▶ [Collected data]:
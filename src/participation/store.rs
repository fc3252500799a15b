//! Storage seam for participation records.
//!
//! Implementations must enforce the same constraints Postgres does for the
//! `match_participants`/`match_scores` tables: partial uniqueness on
//! `(match_id, team_id)` and `(match_id, player_id)`, foreign keys to the
//! referenced entities, and all-or-nothing bulk inserts. Violations are
//! reported with the constraint names produced by the helpers below.

use async_trait::async_trait;
use uuid::Uuid;

use crate::models::participation::{
    NewParticipation, ParticipantType, ParticipationFilter, ParticipationRecord,
    ParticipationView, Payload,
};
use crate::participation::error::Entity;

// Postgres SQLSTATE codes
const UNIQUE_VIOLATION: &str = "23505";
const FOREIGN_KEY_VIOLATION: &str = "23503";
const CHECK_VIOLATION: &str = "23514";

#[derive(Debug, thiserror::Error)]
pub enum StoreError {
    #[error("unique constraint `{constraint}` violated")]
    UniqueViolation { constraint: String },
    #[error("foreign key constraint `{constraint}` violated")]
    ForeignKeyViolation { constraint: String },
    #[error("check constraint `{constraint}` violated")]
    CheckViolation { constraint: String },
    #[error(transparent)]
    Database(sqlx::Error),
}

impl From<sqlx::Error> for StoreError {
    fn from(e: sqlx::Error) -> Self {
        if let sqlx::Error::Database(ref db_err) = e {
            let constraint = db_err.constraint().unwrap_or("unknown").to_string();
            match db_err.code().as_deref() {
                Some(UNIQUE_VIOLATION) => return StoreError::UniqueViolation { constraint },
                Some(FOREIGN_KEY_VIOLATION) => {
                    return StoreError::ForeignKeyViolation { constraint }
                }
                Some(CHECK_VIOLATION) => return StoreError::CheckViolation { constraint },
                _ => {}
            }
        }
        StoreError::Database(e)
    }
}

pub fn unique_constraint(table: &str, kind: ParticipantType) -> String {
    format!("{}_match_{}_key", table, kind.as_str())
}

pub fn foreign_key_constraint(table: &str, column: &str) -> String {
    format!("{}_{}_fkey", table, column)
}

/// Which kind of participant a uniqueness constraint deduplicates.
pub fn duplicate_kind(constraint: &str) -> Option<ParticipantType> {
    if constraint.ends_with("_match_team_key") {
        Some(ParticipantType::Team)
    } else if constraint.ends_with("_match_player_key") {
        Some(ParticipantType::Player)
    } else {
        None
    }
}

/// Which entity a foreign key constraint points at.
pub fn referenced_entity(constraint: &str) -> Option<Entity> {
    if constraint.ends_with("_match_id_fkey") {
        Some(Entity::Match)
    } else if constraint.ends_with("_team_id_fkey") {
        Some(Entity::Team)
    } else if constraint.ends_with("_player_id_fkey") {
        Some(Entity::Player)
    } else if constraint.ends_with("_tournament_id_fkey") {
        Some(Entity::Tournament)
    } else {
        None
    }
}

/// Existence lookups for the entities a participation record references.
#[async_trait]
pub trait ParticipantDirectory: Send + Sync {
    async fn match_exists(&self, match_id: Uuid) -> Result<bool, StoreError>;

    async fn team_exists(&self, team_id: Uuid) -> Result<bool, StoreError>;

    async fn player_exists(&self, player_id: Uuid) -> Result<bool, StoreError>;
}

#[async_trait]
pub trait ParticipationStore<P: Payload>: ParticipantDirectory {
    /// Insert every entry or none of them. Records come back in input order.
    async fn insert_all(
        &self,
        entries: Vec<NewParticipation<P>>,
    ) -> Result<Vec<ParticipationRecord<P>>, StoreError>;

    async fn find(&self, id: Uuid) -> Result<Option<ParticipationRecord<P>>, StoreError>;

    async fn find_view(&self, id: Uuid) -> Result<Option<ParticipationView<P>>, StoreError>;

    /// Records matching the filter, oldest first.
    async fn list_views(
        &self,
        filter: ParticipationFilter,
    ) -> Result<Vec<ParticipationView<P>>, StoreError>;

    /// Overwrite a stored record and bump `updated_at`.
    /// Returns `None` when the record no longer exists.
    async fn save(
        &self,
        record: ParticipationRecord<P>,
    ) -> Result<Option<ParticipationRecord<P>>, StoreError>;

    async fn delete(&self, id: Uuid) -> Result<bool, StoreError>;

    async fn delete_by_match(&self, match_id: Uuid) -> Result<u64, StoreError>;
}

▶ [Task brief]:
Select and copy every line from the records that includes the word "ParticipantDirectory".

▶ [Response for this exercise]:
pub trait ParticipantDirectory: Send + Sync {
pub trait ParticipationStore<P: Payload>: ParticipantDirectory {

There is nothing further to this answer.